_TASK OBJECTIVE:_ Scan the data below for lines holding the word "types", and copy each line found.

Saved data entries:
*-*-*

//! Behavior model and state-machine transition resolution.

use serde_json::Value;

use crate::error::PolicyCheckError;
use crate::parse::graph::PolicyGraph;
use crate::parse::types::{BehaviorPolicyData, PolicyNode, TransitionData, handles};
use crate::policy::fsm::{BehaviorPolicyType, FiniteStateMachine, state_machine};
use crate::policy::types::{BehaviorModel, BehaviorPolicyTransition, PolicyOperation};

use super::pipeline::resolve_pipeline;
use super::{DryRunResult, values};

const QUOTA_ARGUMENTS: [&str; 2] = ["minPublishes", "maxPublishes"];

/// The behavior model of a policy node, with its arguments.
pub fn resolve_model(policy: &PolicyNode, data: &BehaviorPolicyData) -> DryRunResult<BehaviorModel> {
    if data.model == BehaviorPolicyType::PublishQuota {
        for name in QUOTA_ARGUMENTS {
            if let Some(value) = data.arguments.get(name) {
                if !matches!(value, Value::Number(n) if n.is_u64()) {
                    return DryRunResult::failure(
                        policy,
                        PolicyCheckError::not_configured(
                            policy,
                            format!("Argument '{}' of {} must be a non-negative integer", name, data.model),
                        ),
                    );
                }
            }
        }
    }

    DryRunResult::success(
        policy,
        BehaviorModel {
            id: data.model.as_str().to_string(),
            arguments: data.arguments.clone(),
        },
    )
}

/// Every `TRANSITION` wired to the policy, checked against the model's table.
pub fn resolve_transitions(
    policy: &PolicyNode,
    data: &BehaviorPolicyData,
    graph: &PolicyGraph,
) -> Vec<DryRunResult<BehaviorPolicyTransition, PolicyOperation>> {
    let fsm = state_machine(data.model);

    graph
        .outgoers(policy.id(), None)
        .into_iter()
        .filter_map(|n| n.as_transition().map(|t| (n, t)))
        .map(|(node, transition)| resolve_transition(node, transition, fsm, graph))
        .collect()
}

pub fn resolve_transition(
    node: &PolicyNode,
    transition: &TransitionData,
    fsm: &FiniteStateMachine,
    graph: &PolicyGraph,
) -> DryRunResult<BehaviorPolicyTransition, PolicyOperation> {
    let not_configured =
        |detail: String| DryRunResult::failure(node, PolicyCheckError::not_configured(node, detail));

    let Some(event) = transition.event.as_deref().filter(|e| !e.is_empty()) else {
        return not_configured("Transition has no event selected".into());
    };

    if let Some(model) = transition.model {
        if model != fsm.model {
            return not_configured(format!(
                "Transition was defined for {} but the policy uses {}",
                model, fsm.model
            ));
        }
    }

    if !fsm.has_event(event) {
        return not_configured(format!("Event '{}' is not used by {}", event, fsm.model));
    }

    let (Some(from), Some(to)) = (transition.from.as_deref(), transition.to.as_deref()) else {
        return not_configured(format!("Transition '{}' has no source or target state", event));
    };

    let Some(valid) = fsm.find(event, from, to) else {
        return not_configured(format!(
            "'{}' from {} to {} is not a transition of {}",
            event, from, to, fsm.model
        ));
    };

    let pipeline = resolve_pipeline(node, handles::OUTPUT, graph);

    DryRunResult::success(
        node,
        BehaviorPolicyTransition {
            event: valid.event.to_string(),
            from_state: valid.from_state.to_string(),
            to_state: valid.to_state.to_string(),
            pipeline: values(&pipeline),
        },
    )
    .with_resources(pipeline)
}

*-*-*

_ANSWER SPACE:_
use crate::parse::types::{BehaviorPolicyData, PolicyNode, TransitionData, handles};
use crate::policy::types::{BehaviorModel, BehaviorPolicyTransition, PolicyOperation};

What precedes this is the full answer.